LIL MISS STRONG'S ABS THAT KILL: (AND SOME SECRET MOVES YOU'VE NEVER HEARD OF):
The Moves:
- Butterfly Crunches
- Power Wheel
- Dragon Flags (yes like Bruce Lee)
- Russian Twists with weight
- Reverse Crunch
- Dead Bugs
- Frog Crunches
- Cable Crunches
- Leg and hip raises on a bench
- Hand step-ups
- Raised planks (balance on a ball)
My Example Workout:
- - Upper Abs:
- 2 sets of 25 Cable crunches (moderate challenging weight)
- - Lower Abs:
- 2x25 Bench leg and hip raises
- 3x15 Reverse crunch
- - Obliques:
- 2x25 Cable crunch (moderate challenging weight)
- 3 sets of 1 minute raised planks, balancing elbows on a ball
- 3 sets of 10 Butterfly Crunches
- 2 sets of 10 Dead Bugs
- 2 sets of 25 Russian twists with weight
- Hand step ups...2 sets to failure
My Tips:
- You don't need to do abs EVERY SINGLE day.
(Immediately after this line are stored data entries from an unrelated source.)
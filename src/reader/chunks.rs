//! 分块规划
//!
//! 把输入字节范围切成若干候选块。除第一块的起点和最后一块的终点外，
//! 块边界只是猜测：真正的记录边界要等工作线程解析后才能确定。

/// 一个块的坐标
///
/// `true_start`/`true_end` 表示对应偏移是已知的记录边界而非猜测。
/// 初始时只有第 0 块的起点和最后一块的终点为真。
#[derive(Debug, Clone, Copy, Default, PartialEq, Eq)]
pub struct ChunkCoordinates {
    /// 块起始偏移（含）
    pub start: usize,
    /// 块结束偏移（不含）
    pub end: usize,
    /// 起点是否为已知记录边界
    pub true_start: bool,
    /// 终点是否为已知记录边界
    pub true_end: bool,
}

impl ChunkCoordinates {
    /// 创建一对猜测边界
    pub fn new(start: usize, end: usize) -> Self {
        Self { start, end, true_start: false, true_end: false }
    }
}

/// 分块方案
#[derive(Debug, Clone, Copy, PartialEq, Eq)]
pub struct ChunkPlan {
    /// 单块字节数（最后一块吸收余数）
    pub chunk_size: usize,
    /// 块总数
    pub chunk_count: usize,
    /// 规划后的工作线程数
    pub nthreads: usize,
}

impl ChunkPlan {
    /// 规划分块策略
    ///
    /// 初始块大小取 `max(1000 × 平均行长, 256 KiB)`；块数向上取整为线程数的
    /// 倍数以利负载均衡；若数据太小导致块数少于线程数，则把线程数降为块数。
    pub fn plan(
        input_size: usize,
        mean_line_len: f64,
        nthreads: usize,
    ) -> Self {
        let line_length = mean_line_len.max(1.0);
        let mut nthreads = nthreads.max(1);

        #[allow(clippy::cast_possible_truncation, clippy::cast_sign_loss)]
        let size1000 = (1000.0 * line_length) as usize;
        let mut chunk_size = size1000.max(1 << 18);
        let mut chunk_count = (input_size / chunk_size).max(1);

        if chunk_count > nthreads {
            chunk_count = nthreads * (1 + (chunk_count - 1) / nthreads);
        } else {
            nthreads = chunk_count;
            #[cfg(feature = "logging")]
            tracing::debug!("数据量较小，线程数降为 {}", nthreads);
        }
        chunk_size = input_size / chunk_count;

        Self { chunk_size, chunk_count, nthreads }
    }

    /// 计算第 `i` 块的候选坐标
    ///
    /// 第 0 块（或单线程模式下的每一块）从上一块的真实终点开始；
    /// 最后一块终止于输入末尾；其余边界均为猜测。
    pub fn chunk_boundaries(
        &self,
        i: usize,
        input_start: usize,
        input_end: usize,
        last_chunk_end: usize,
    ) -> ChunkCoordinates {
        debug_assert!(i < self.chunk_count);
        let mut c = ChunkCoordinates::default();

        let is_first_chunk = i == 0;
        let is_last_chunk = i == self.chunk_count - 1;

        if self.nthreads == 1 || is_first_chunk {
            c.start = last_chunk_end;
            c.true_start = true;
        } else {
            c.start = input_start + i * self.chunk_size;
        }
        if is_last_chunk {
            c.end = input_end;
            c.true_end = true;
        } else {
            c.end = c.start + self.chunk_size;
        }

        c
    }
}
Sometimes I do them 2 days a week. Sometimes 3 days a week. Sometimes 5. It varies depending on how I feel. Switch it up, don't do the same routine all the time. And don't overtrain. If something is too much, work up to it.
- There are 3 parts of your abs. Upper abs. Lower abs. Obliques (side abs).
So in summary...don't eat just salad, don't go ham in the gym just because summer is approaching, but more importantly, do go for those killer abs. Because if it's hot for a guy to have a washboard stomach, it's hot for you to have one too. Do your cardio, do weird yet effective ab moves that aren't considered the mainstream "crunch" or simple "plank" (but do them correctly) and DO CHALLENGE YOURSELF. Summer doesn't just mean LOOKING HOT. It means FEELING HOT, WORKING UP A SWEAT...and being the woman that you want to be.